Ein Minarett, eine Moschee stört das gleichförmige Stadtbild, das geprägt ist von Mietshäusern, Geschäften und Kirchtürmen. Auch eine Synagoge ist da fehl am Platz, so wie kürzlich eine Gemeinderätin in Herford befand.
Sie stimmte gegen einen städtischenn Zuschuss zum Bau einer Synagoge, gegen die „Partikularinteressen einer Religionsgemeinschaft“.
Hat diese Frau vergessen, wieviele Milliarden der deutsche Staat jedes Jahr den christlichen Kirchen zuschießt? Oder ist das was anderes, weil die Bezahlung des christlichen Kirchenpersonals durch den Staat auf uralten Verträgen beruht?
Eine junge Reporterin rief Anette Kahane für ein Interview an und fragte dies und das zu Rechtsextremismus. Und dann kam der interessante Teil. In Taucha, Sachsen-Anhalt sei ein Jugendlicher aus einer Besuchergruppe zusammengeschlagen worden. Von irgendwelchen Rechten, sagte sie. Die hätten dabei immer „Du Scheiß-Jude, verpiss dich“ und ähnliches gebrüllt. „Nun, Frau Kahane, was meinen Sie? Ist das schon Antisemitismus?“ „Schon? Ja klar, was denn sonst?!“ sagte diese „Naja“, Neue_Synagoge_Berlin meinte die Reporterin, „aber das Opfer war doch ein Israeli“.

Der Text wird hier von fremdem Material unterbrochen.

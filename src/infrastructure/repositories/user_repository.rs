use std::fs;
use std::io::{ErrorKind, Write};
use std::path::PathBuf;

use crate::domain::user::UserRegistry;
use crate::error::{AppError, AppResult};

/// File-backed store for the user registry.
///
/// The registry is small, so every operation reads or rewrites the whole
/// file. Saves go through a temp file and rename, the same discipline as the
/// phrase cache, so a crash never leaves a torn registry behind.
pub struct UserRepository {
    path: PathBuf,
}

impl UserRepository {
    pub fn new(path: impl Into<PathBuf>) -> Self {
        Self { path: path.into() }
    }

    /// Load the registry; a missing file is an empty registry.
    pub fn load(&self) -> AppResult<UserRegistry> {
        match fs::read(&self.path) {
            Ok(bytes) => serde_json::from_slice(&bytes).map_err(|e| {
                AppError::Storage(format!(
                    "corrupt user registry {}: {}",
                    self.path.display(),
                    e
                ))
            }),
            Err(e) if e.kind() == ErrorKind::NotFound => Ok(UserRegistry::default()),
            Err(e) => Err(AppError::Storage(format!(
                "cannot read user registry {}: {}",
                self.path.display(),
                e
            ))),
        }
    }

    pub fn save(&self, registry: &UserRegistry) -> AppResult<()> {
        let parent = self.path.parent().map(PathBuf::from).unwrap_or_default();
        if !parent.as_os_str().is_empty() {
            fs::create_dir_all(&parent).map_err(|e| {
                AppError::Storage(format!("cannot create {}: {}", parent.display(), e))
            })?;
        }

        let json = serde_json::to_vec_pretty(registry)
            .map_err(|e| AppError::Internal(format!("cannot encode user registry: {}", e)))?;

        let tmp = self.path.with_extension("json.tmp");
        let write = || -> std::io::Result<()> {
            let mut file = fs::File::create(&tmp)?;
            file.write_all(&json)?;
            file.sync_all()?;
            fs::rename(&tmp, &self.path)
        };
        write().map_err(|e| {
            let _ = fs::remove_file(&tmp);
            AppError::Storage(format!(
                "cannot write user registry {}: {}",
                self.path.display(),
                e
            ))
        })
    }
}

War die Entscheidung der Herforder Stadträtin Antisemitismus? Ach so, ich vergaß zu erwähnen, dass es sich bei dieser Abgeordneten nicht um eine Abgeordnete der NPD oder der sogenannten Pro-Bewegung handelte. Nein, es war ein Mitglied der LINKE.
Linker Antisemitismus? Oder war es "nur" das, was ihre Freundin und Bundestagsabgeordnete der Linken Inge Höger nur Tage zuvor als Crew-Mitglied der Gaza-Flottille vorlebte, als sie mit islamistischen Antisemiten zusammen gegen Israel der Hamas zu Ruhm verhelfen wollte? Wo sind da die Unterschiede?
Nein, Antisemitismus sei das nicht. Das sei Antizionismus. Und das sei nur Kritik an der Politik des Staates Israel, hört man dann immer wieder. Wird da wirklich unterschieden? Zwischen  der Kritik an DEN Juden und der Kritik an dem Staat Israel?
Die Juden sind mal wieder selber schuld. Denn gäbe es den Staat Israel nicht, gäbe es ja auch keinen Grund, ihn zu bekämpfen, gäbe es keinen grund einen Juden – Verzeihung: einen  Israeli – in Deutschland zusammen zu schlagen, gäbe es auch keinen Grund gegen den Bau einer Synagoge zu stimmen.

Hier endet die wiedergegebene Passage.